City office worker James Frost was understandably puzzled when the taxman said he owes $463.54 because his City Hall parking pass has been deemed a taxable benefit.

“I think it’s kind of unfair since I don’t have a car, never have had a car and never will have a car,” said Frost, who lives downtown and walks or takes the TTC to work.

Frost is among more than 1,700 city employees facing bills for back taxes after a Canada Revenue Agency audit of the City of Toronto declared access to a parking spot — whether workers use it or not — a taxable benefit.

Frost, whose job is to ensure best practices are followed in providing services to social assistance recipients, might be getting off lightly. His bill for the 2007 tax year is lower than the $4,000 to $6,000 total tabs being handed to many others — including some who didn’t even know they had parking privileges — for the 2006 and 2007 tax years.

“It’s grossly unfair to the employees,” said Richard Majkot, executive director of the City of Toronto Administrative, Professional, Supervisory Association, which represents Frost and another 900 of the 1,764 workers facing bills.
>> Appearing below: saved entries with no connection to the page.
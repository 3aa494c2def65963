//! UI-only state layered on top of the editor core.
//!
//! Everything here is presentation detail (search boxes, collapsed groups,
//! hover). Graph, viewport and selection live in [`Editor`].

use crate::catalog::Category;
use crate::editor::Editor;
use crate::seed::starter_pipeline;
use crate::types::NodeId;
use std::collections::HashSet;

/// State of the component library sidebar.
#[derive(Debug, Default)]
pub struct LibraryState {
    /// Current search text
    pub search: String,
    /// Categories the user has collapsed
    pub collapsed: HashSet<Category>,
}

impl LibraryState {
    /// Flips a category between expanded and collapsed.
    pub fn toggle_category(&mut self, category: Category) {
        if !self.collapsed.remove(&category) {
            self.collapsed.insert(category);
        }
    }

    /// Whether a category's entries are listed.
    pub fn is_expanded(&self, category: Category) -> bool {
        !self.collapsed.contains(&category)
    }
}

/// State of the add-node popover.
#[derive(Debug, Default)]
pub struct PopoverState {
    /// Current search text
    pub search: String,
    /// Set on the frame the popover opens so the opening click does not close it
    pub just_opened: bool,
}

/// The main application: editor core plus presentation state.
pub struct WorkflowApp {
    /// Graph, viewport, selection and gestures
    pub editor: Editor,
    /// Sidebar search and grouping
    pub library: LibraryState,
    /// Add-node popover
    pub popover: PopoverState,
    /// Node whose "+" buttons are showing
    pub hovered_node: Option<NodeId>,
}

impl Default for WorkflowApp {
    fn default() -> Self {
        Self::with_editor(Editor::with_workflow(starter_pipeline()))
    }
}

impl WorkflowApp {
    /// App around an existing editor.
    pub fn with_editor(editor: Editor) -> Self {
        Self {
            editor,
            library: LibraryState::default(),
            popover: PopoverState::default(),
            hovered_node: None,
        }
    }
}
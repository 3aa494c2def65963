//! Add-node popover opened by the "+" buttons on a node's edges.

use super::canvas::to_pos2;
use super::state::WorkflowApp;
use super::theme::{icon, Palette};
use crate::catalog;
use crate::constants::POPOVER_WIDTH;
use eframe::egui::{self, RichText};

impl WorkflowApp {
    /// Shows the popover for the pending add, if any.
    ///
    /// Picking an entry completes the add. A press outside the popover cancels
    /// it, except on the frame the popover was opened.
    pub(super) fn draw_add_popover(&mut self, ctx: &egui::Context, palette: &Palette) {
        let Some(anchor) = self.editor.pending_add().map(|p| p.popover_anchor) else {
            self.popover.just_opened = false;
            return;
        };

        let area = egui::Area::new(egui::Id::new("add_node_popover"))
            .order(egui::Order::Foreground)
            .fixed_pos(to_pos2(anchor))
            .show(ctx, |ui| {
                egui::Frame::popup(ui.style())
                    .fill(palette.surface)
                    .stroke(egui::Stroke::new(1.0, palette.stroke))
                    .show(ui, |ui| {
                        ui.set_width(POPOVER_WIDTH - 24.0);
                        let search = ui.add(
                            egui::TextEdit::singleline(&mut self.popover.search)
                                .hint_text("Search...")
                                .desired_width(f32::INFINITY),
                        );
                        if self.popover.just_opened {
                            search.request_focus();
                        }
                        ui.add_space(4.0);

                        let results = catalog::search(&self.popover.search);
                        if results.is_empty() {
                            ui.label(
                                RichText::new("No nodes found")
                                    .small()
                                    .color(palette.text_secondary),
                            );
                            return None;
                        }

                        let mut chosen = None;
                        egui::ScrollArea::vertical()
                            .max_height(280.0)
                            .show(ui, |ui| {
                                for (category, entries) in catalog::grouped(&results) {
                                    ui.label(
                                        RichText::new(category.label().to_uppercase())
                                            .small()
                                            .strong()
                                            .color(palette.text_secondary),
                                    );
                                    for entry in entries {
                                        let text = RichText::new(format!(
                                            "{}  {}",
                                            icon(entry.node_type),
                                            entry.label
                                        ))
                                        .color(palette.text);
                                        let button = egui::Button::new(text)
                                            .frame(false)
                                            .min_size(egui::vec2(ui.available_width(), 24.0));
                                        if ui.add(button).clicked() {
                                            chosen = Some(entry.node_type);
                                        }
                                    }
                                }
                            });
                        chosen
                    })
                    .inner
            });

        if let Some(node_type) = area.inner {
            self.editor.complete_directional_add(node_type);
            self.popover.search.clear();
        } else if !self.popover.just_opened && ctx.input(|i| i.pointer.any_pressed()) {
            let outside = ctx
                .input(|i| i.pointer.interact_pos())
                .is_some_and(|p| !area.response.rect.contains(p));
            if outside {
                self.editor.cancel_pending_add();
                self.popover.search.clear();
            }
        }

        self.popover.just_opened = false;
    }
}
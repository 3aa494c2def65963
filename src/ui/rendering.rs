//! Canvas painting: dot grid, connection curves, node cards and overlays.
//!
//! Everything is drawn in layers: background and grid first, then connections,
//! then nodes (selected node last), then the hover buttons and zoom badge.

use super::canvas::add_button_centers;
use super::state::WorkflowApp;
use super::theme::{icon, Palette};
use crate::constants::*;
use crate::types::{pos, Node, NodeStatus};
use crate::workflow::{input_anchor, output_anchor};
use eframe::egui;
use eframe::epaint::{CubicBezierShape, StrokeKind};

impl WorkflowApp {
    /// Paints the whole canvas.
    ///
    /// # Arguments
    ///
    /// * `painter` - Painter clipped to the canvas
    /// * `canvas_rect` - Screen-space rectangle of the canvas
    /// * `palette` - Active theme colours
    pub(super) fn render_workflow(
        &self,
        painter: &egui::Painter,
        canvas_rect: egui::Rect,
        palette: &Palette,
    ) {
        painter.rect_filled(canvas_rect, 0.0, palette.background);
        self.draw_dot_grid(painter, canvas_rect, palette);

        for (_, source, target) in self.editor.workflow().renderable_connections() {
            self.draw_connection(painter, canvas_rect, palette, source, target);
        }

        let selected = self.editor.selection().selected();
        for node in self.editor.workflow().nodes() {
            if Some(&node.id) != selected {
                self.draw_node(painter, canvas_rect, palette, node, false);
            }
        }
        if let Some(node) = self.editor.selected_node() {
            self.draw_node(painter, canvas_rect, palette, node, true);
        }

        if let Some(node) = self
            .hovered_node
            .as_ref()
            .and_then(|id| self.editor.workflow().node(id))
        {
            self.draw_add_buttons(painter, canvas_rect, palette, node);
        }

        self.draw_zoom_badge(painter, canvas_rect, palette);
    }

    /// Dot grid that follows pan and zoom. Dots are thinned out when zoomed far out.
    fn draw_dot_grid(&self, painter: &egui::Painter, canvas_rect: egui::Rect, palette: &Palette) {
        let viewport = self.editor.viewport();
        let mut step = DOT_SPACING * viewport.scale();
        while step < 12.0 {
            step *= 2.0;
        }

        let offset = viewport.offset();
        let start_x = canvas_rect.left() + offset.x.rem_euclid(step);
        let start_y = canvas_rect.top() + offset.y.rem_euclid(step);

        let mut y = start_y;
        while y < canvas_rect.bottom() {
            let mut x = start_x;
            while x < canvas_rect.right() {
                painter.circle_filled(egui::pos2(x, y), DOT_RADIUS, palette.stroke);
                x += step;
            }
            y += step;
        }
    }

    /// Bezier from the source's output anchor to the target's input anchor.
    fn draw_connection(
        &self,
        painter: &egui::Painter,
        canvas_rect: egui::Rect,
        palette: &Palette,
        source: &Node,
        target: &Node,
    ) {
        let start = output_anchor(source);
        let end = input_anchor(target);
        let control = ((end.x - start.x).abs() * 0.5).max(CONNECTION_MIN_CONTROL);

        let points = [
            start,
            start + pos(control, 0.0),
            end - pos(control, 0.0),
            end,
        ]
        .map(|p| self.world_to_canvas(p, canvas_rect));

        let scale = self.editor.viewport().scale();
        let base = CubicBezierShape::from_points_stroke(
            points,
            false,
            egui::Color32::TRANSPARENT,
            egui::Stroke::new(2.0 * scale, palette.stroke),
        );
        let path = base.flatten(None);
        painter.add(base);
        painter.extend(egui::Shape::dashed_line(
            &path,
            egui::Stroke::new(2.0 * scale, palette.primary),
            8.0 * scale,
            8.0 * scale,
        ));
    }

    /// Node card: accent strip, icon badge, label, type, description, status and handles.
    fn draw_node(
        &self,
        painter: &egui::Painter,
        canvas_rect: egui::Rect,
        palette: &Palette,
        node: &Node,
        selected: bool,
    ) {
        let scale = self.editor.viewport().scale();
        let rect = self.node_screen_rect(node, canvas_rect);
        if !rect.expand(8.0).intersects(canvas_rect) {
            return;
        }
        let accent = palette.accent(node.node_type);
        let radius = NODE_CORNER_RADIUS * scale;

        if selected {
            painter.rect_filled(rect.expand(4.0 * scale), radius, accent.gamma_multiply(0.25));
        }
        painter.rect_filled(rect, radius, palette.surface);
        let border = if selected {
            egui::Stroke::new(1.5, accent)
        } else {
            egui::Stroke::new(1.0, palette.stroke)
        };
        painter.rect_stroke(rect, radius, border, StrokeKind::Inside);

        // Accent strip
        let strip_y = rect.top() + 2.0 * scale;
        painter.line_segment(
            [
                egui::pos2(rect.left() + radius, strip_y),
                egui::pos2(rect.right() - radius, strip_y),
            ],
            egui::Stroke::new(4.0 * scale, accent),
        );

        let text = painter.with_clip_rect(rect.intersect(painter.clip_rect()));
        let at = |x: f32, y: f32| rect.min + egui::vec2(x, y) * scale;

        let badge = egui::Rect::from_min_size(at(16.0, 16.0), egui::vec2(40.0, 40.0) * scale);
        text.rect_filled(badge, 8.0 * scale, accent.gamma_multiply(0.15));
        text.text(
            badge.center(),
            egui::Align2::CENTER_CENTER,
            icon(node.node_type),
            egui::FontId::proportional(18.0 * scale),
            accent,
        );

        text.text(
            at(68.0, 18.0),
            egui::Align2::LEFT_TOP,
            &node.data.label,
            egui::FontId::proportional(14.0 * scale),
            palette.text,
        );
        text.text(
            at(68.0, 38.0),
            egui::Align2::LEFT_TOP,
            node.node_type.key().to_uppercase(),
            egui::FontId::proportional(11.0 * scale),
            accent,
        );
        if let Some(description) = &node.data.description {
            text.text(
                at(16.0, 68.0),
                egui::Align2::LEFT_TOP,
                description,
                egui::FontId::proportional(11.0 * scale),
                palette.text_secondary,
            );
        }

        let status = node.data.effective_status();
        let dot = if status == NodeStatus::Running {
            palette.node.green
        } else {
            palette.stroke
        };
        text.circle_filled(at(20.0, 100.0), 4.0 * scale, dot);
        text.text(
            at(30.0, 100.0),
            egui::Align2::LEFT_CENTER,
            status.label(),
            egui::FontId::proportional(10.0 * scale),
            palette.text_secondary,
        );

        let handle_stroke = egui::Stroke::new(
            2.0 * scale,
            if selected { accent } else { palette.stroke },
        );
        if !node.inputs.is_empty() {
            let c = self.world_to_canvas(input_anchor(node), canvas_rect);
            painter.circle(c, 6.0 * scale, palette.background, handle_stroke);
        }
        if !node.outputs.is_empty() {
            let c = self.world_to_canvas(output_anchor(node), canvas_rect);
            painter.circle(c, 6.0 * scale, palette.background, handle_stroke);
        }
    }

    /// The four "+" buttons of the hovered node. Drawn at a fixed screen size.
    fn draw_add_buttons(
        &self,
        painter: &egui::Painter,
        canvas_rect: egui::Rect,
        palette: &Palette,
        node: &Node,
    ) {
        let rect = self.node_screen_rect(node, canvas_rect);
        let pointer = painter.ctx().input(|i| i.pointer.hover_pos());
        for (_, center) in add_button_centers(rect) {
            let hot = pointer.is_some_and(|p| p.distance(center) <= ADD_BUTTON_RADIUS);
            let r = if hot {
                ADD_BUTTON_RADIUS * 1.25
            } else {
                ADD_BUTTON_RADIUS
            };
            painter.circle_filled(center, r, palette.primary);
            let arm = r * 0.5;
            let plus = egui::Stroke::new(2.0, egui::Color32::WHITE);
            painter.line_segment([center - egui::vec2(arm, 0.0), center + egui::vec2(arm, 0.0)], plus);
            painter.line_segment([center - egui::vec2(0.0, arm), center + egui::vec2(0.0, arm)], plus);
        }
    }

    /// Zoom percentage in the bottom-right corner.
    fn draw_zoom_badge(&self, painter: &egui::Painter, canvas_rect: egui::Rect, palette: &Palette) {
        let label = format!("{}%", self.editor.viewport().zoom_percent());
        let badge = egui::Rect::from_min_size(
            canvas_rect.right_bottom() - egui::vec2(76.0, 44.0),
            egui::vec2(60.0, 28.0),
        );
        painter.rect_filled(badge, 6.0, palette.surface);
        painter.rect_stroke(badge, 6.0, egui::Stroke::new(1.0, palette.stroke), StrokeKind::Inside);
        painter.text(
            badge.center(),
            egui::Align2::CENTER_CENTER,
            label,
            egui::FontId::monospace(12.0),
            palette.text_secondary,
        );
    }
}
“They’re certainly being disadvantaged through no fault of their own.”

Affected unions are talking to the city about options to fight Ottawa, including a class-action suit, he said.
The workers being targeted have passes for lots at City Hall, Metro Hall, the North York and Scarborough civic centres and a building at 111 Wellesley St. Employees with proof they need to use their cars for work at least three times per week are being let off the hook.